Fans who like "Soundtrack" just fine can pick up the new EP instead. The six-song collection features three newbies, including the Johnny-bares-all acoustic track "Don't Remember Me," plus a stormy opener called "Ghosts" that spotlights co-vocalist Molly Moore (Solomon's fiancée). The other three tracks are covers, including "Golden Slumbers" from last year's "Minnesota Beatle Project," plus fun remakes courtesy of the Hold Steady ("Knuckles") and Mountain Goats ("No Children").


Oh, great: another local band with a buzz that thinks it could be the next Radiohead.

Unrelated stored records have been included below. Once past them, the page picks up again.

//! reqwest-backed `ApiClient`
//!
//! Reads the base URL, access token and division from `SharedSettings` on
//! every call, so tokens written by a refresh are picked up immediately.

use std::future::Future;
use std::pin::Pin;

use common::SharedSettings;
use reqwest::StatusCode;
use reqwest::header::ACCEPT;
use tracing::debug;

use crate::{ApiClient, ApiError, ApiResponse, RequestOptions, Result};

/// Authenticated GET client for `{base_url}/api/v1`.
#[derive(Debug, Clone)]
pub struct HttpApiClient {
    client: reqwest::Client,
    settings: SharedSettings,
}

impl HttpApiClient {
    pub fn new(client: reqwest::Client, settings: SharedSettings) -> Self {
        Self { client, settings }
    }

    async fn fetch(&self, path: &str, options: RequestOptions) -> Result<ApiResponse> {
        let settings = self.settings.snapshot().await;
        let access_token = settings.access_token.as_ref().ok_or_else(|| {
            ApiError::AuthenticationRejected("no access token configured".into())
        })?;

        let url = if options.no_division {
            format!("{}/api/v1{path}", settings.base_url())
        } else {
            let division = settings
                .division
                .as_deref()
                .ok_or_else(|| ApiError::NotConfigured("division".into()))?;
            format!("{}/api/v1/{division}{path}", settings.base_url())
        };
        debug!(%url, "api GET");

        let response = self
            .client
            .get(&url)
            .bearer_auth(access_token.expose_str())
            .header(ACCEPT, "application/json")
            .send()
            .await
            .map_err(|e| {
                if e.is_timeout() {
                    ApiError::Timeout(format!("GET {path}: {e}"))
                } else {
                    ApiError::Transport(format!("GET {path}: {e}"))
                }
            })?;

        let status = response.status();
        if !status.is_success() {
            let body = response
                .text()
                .await
                .unwrap_or_else(|_| String::from("<no body>"));
            return Err(classify_status(status, body));
        }

        let body = response
            .json::<serde_json::Value>()
            .await
            .map_err(|e| ApiError::Malformed(format!("GET {path}: {e}")))?;
        Ok(ApiResponse::from_json(body))
    }
}

/// Map a non-success status to an error.
///
/// Exact answers an unauthorized call with 401, and with 400 when the token
/// is malformed or belongs to another client; both mean "not authorized".
fn classify_status(status: StatusCode, body: String) -> ApiError {
    match status {
        StatusCode::UNAUTHORIZED | StatusCode::BAD_REQUEST => {
            ApiError::AuthenticationRejected(format!("{status}: {body}"))
        }
        _ => ApiError::Status {
            status: status.as_u16(),
            body,
        },
    }
}

impl ApiClient for HttpApiClient {
    fn get<'a>(
        &'a self,
        path: &'a str,
        options: RequestOptions,
    ) -> Pin<Box<dyn Future<Output = Result<ApiResponse>> + Send + 'a>> {
        Box::pin(self.fetch(path, options))
    }
}

#[cfg(test)]
mod tests {
    use super::*;
    use common::{Secret, Settings};
    use serde_json::json;
    use std::time::Duration;
    use wiremock::matchers::{header, method, path};
    use wiremock::{Mock, MockServer, ResponseTemplate};

    fn settings_for(server: &MockServer, token: Option<&str>) -> SharedSettings {
        SharedSettings::new(Settings {
            base_url: server.uri(),
            access_token: token.map(Secret::from),
            division: Some("17".into()),
            ..Settings::default()
        })
    }

    #[tokio::test]
    async fn current_me_without_division() {
        let server = MockServer::start().await;
        Mock::given(method("GET"))
            .and(path("/api/v1/Current/Me"))
            .and(header("authorization", "Bearer at_live"))
            .and(header("accept", "application/json"))
            .respond_with(ResponseTemplate::new(200).set_body_json(json!({
                "d": {"results": [{"CurrentDivision": 17}]}
            })))
            .expect(1)
            .mount(&server)
            .await;

        let client = HttpApiClient::new(reqwest::Client::new(), settings_for(&server, Some("at_live")));
        let response = client
            .get("/Current/Me", RequestOptions::no_division())
            .await
            .unwrap();
        assert_eq!(response.first().unwrap()["CurrentDivision"], 17);
    }

    #[tokio::test]
    async fn division_scoped_path() {
        let server = MockServer::start().await;
        Mock::given(method("GET"))
            .and(path("/api/v1/17/crm/Accounts"))
            .respond_with(ResponseTemplate::new(200).set_body_json(json!({"d": {"results": []}})))
            .expect(1)
            .mount(&server)
            .await;

        let client = HttpApiClient::new(reqwest::Client::new(), settings_for(&server, Some("at")));
        let response = client
            .get("/crm/Accounts", RequestOptions::default())
            .await
            .unwrap();
        assert!(response.is_empty());
    }

    #[tokio::test]
    async fn unauthorized_is_authentication_rejected() {
        let server = MockServer::start().await;
        Mock::given(method("GET"))
            .respond_with(ResponseTemplate::new(401).set_body_string("token expired"))
            .mount(&server)
            .await;

        let client = HttpApiClient::new(reqwest::Client::new(), settings_for(&server, Some("at")));
        let err = client
            .get("/Current/Me", RequestOptions::no_division())
            .await
            .unwrap_err();
        assert!(
            matches!(err, ApiError::AuthenticationRejected(ref msg) if msg.contains("token expired")),
            "got: {err:?}"
        );
    }

    #[tokio::test]
    async fn missing_token_is_authentication_rejected() {
        let server = MockServer::start().await;
        let client = HttpApiClient::new(reqwest::Client::new(), settings_for(&server, None));
        let err = client
            .get("/Current/Me", RequestOptions::no_division())
            .await
            .unwrap_err();
        assert!(matches!(err, ApiError::AuthenticationRejected(_)));
    }

    #[tokio::test]
    async fn server_error_keeps_status() {
        let server = MockServer::start().await;
        Mock::given(method("GET"))
            .respond_with(ResponseTemplate::new(503).set_body_string("maintenance"))
            .mount(&server)
            .await;

        let client = HttpApiClient::new(reqwest::Client::new(), settings_for(&server, Some("at")));
        let err = client
            .get("/Current/Me", RequestOptions::no_division())
            .await
            .unwrap_err();
        assert!(matches!(err, ApiError::Status { status: 503, .. }), "got: {err:?}");
    }

    #[tokio::test]
    async fn slow_server_is_timeout() {
        let server = MockServer::start().await;
        Mock::given(method("GET"))
            .respond_with(
                ResponseTemplate::new(200)
                    .set_body_json(json!({"results": []}))
                    .set_delay(Duration::from_millis(500)),
            )
            .mount(&server)
            .await;

        let http = reqwest::Client::builder()
            .timeout(Duration::from_millis(50))
            .build()
            .unwrap();
        let client = HttpApiClient::new(http, settings_for(&server, Some("at")));
        let err = client
            .get("/Current/Me", RequestOptions::no_division())
            .await
            .unwrap_err();
        assert!(matches!(err, ApiError::Timeout(_)), "got: {err:?}");
    }
}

That might sound like a negative assessment of Peter Wolf Crier's sophomore album, "Garden of Arms," but it's more a warning that the young guitar/drums duo doesn't repeat itself much on the followup to its Jagjaguwar-reissued debut, "Inter-Be."

With frontman Peter Pisano's tape-loop machinery and darkly tuned guitars going full tilt and drummer Brian Moen playing just about every time signature except 4/4, the new record's "Kid A" qualities are unmistakable, but there are some grade-A songs and powerful moments lurking behind the haunting dissonance. The frazzled rocker "Hard Heart" hits like a brick, while the record's sunniest track, "Having It Out," would be elegant even without the sonic layering.

PWC's release party is Friday at the Cedar Cultural Center with Mystery Palace (8 p.m., $12-$15, all ages).


After two international acts canceled shows due to visa problems, including London-based Somali singer Aar Maanta, the Cedar's director Rob Simonds wrote a blog post lambasting U.S. embassies' handling of such matters. Four of the five members of Aar Maanta's band were approved, except the one Muslim from Somalia, said Simonds, who stressed the value these shows have "to provide positive role models, particularly young males who embody tolerance and the successful integration of Somali immigrants" (i.e., Aar Maanta). Read the rest at ... Also go to the Cedar site for details on Sunday's two screenings of the new Swell Season documentary (7 and 9 p.m., $10). ...

After touring with Mark Knopfler last year, almost-local Iowa tunesmith Pieta Brown nabbed the Dire Straits leader to play guitar for one track on her latest album, "Mercury," which arrives Tuesday via Red House Records. Brown recorded the disc in Tennessee with her guitarist/co-conspirator Bo Ramsey, and it not surprisingly has a rich, neo-twang vibe along with some of her best songwriting to date. She and Ramsey return Thursday to the Dakota for a release party with Charlie Parr (7 p.m., $15). ...

St. Paul's Afghani restaurant Khyber Pass is in danger of closing, and its musician customers aren't standing for it. Pay-what-you-can benefit gigs are happening this weekend with percussionist Davu Seru, starting with a Dean Magraw duo set Friday, the George Cartwright collaboration Merciless Ghost on Saturday and Charcoal with Milo Fine and Anthony Cox on Sunday (all 9-11 p.m.). The Dave King Trucking Co. and Andrew Broder also perform there Sept. 30 and Oct. 1, respectively.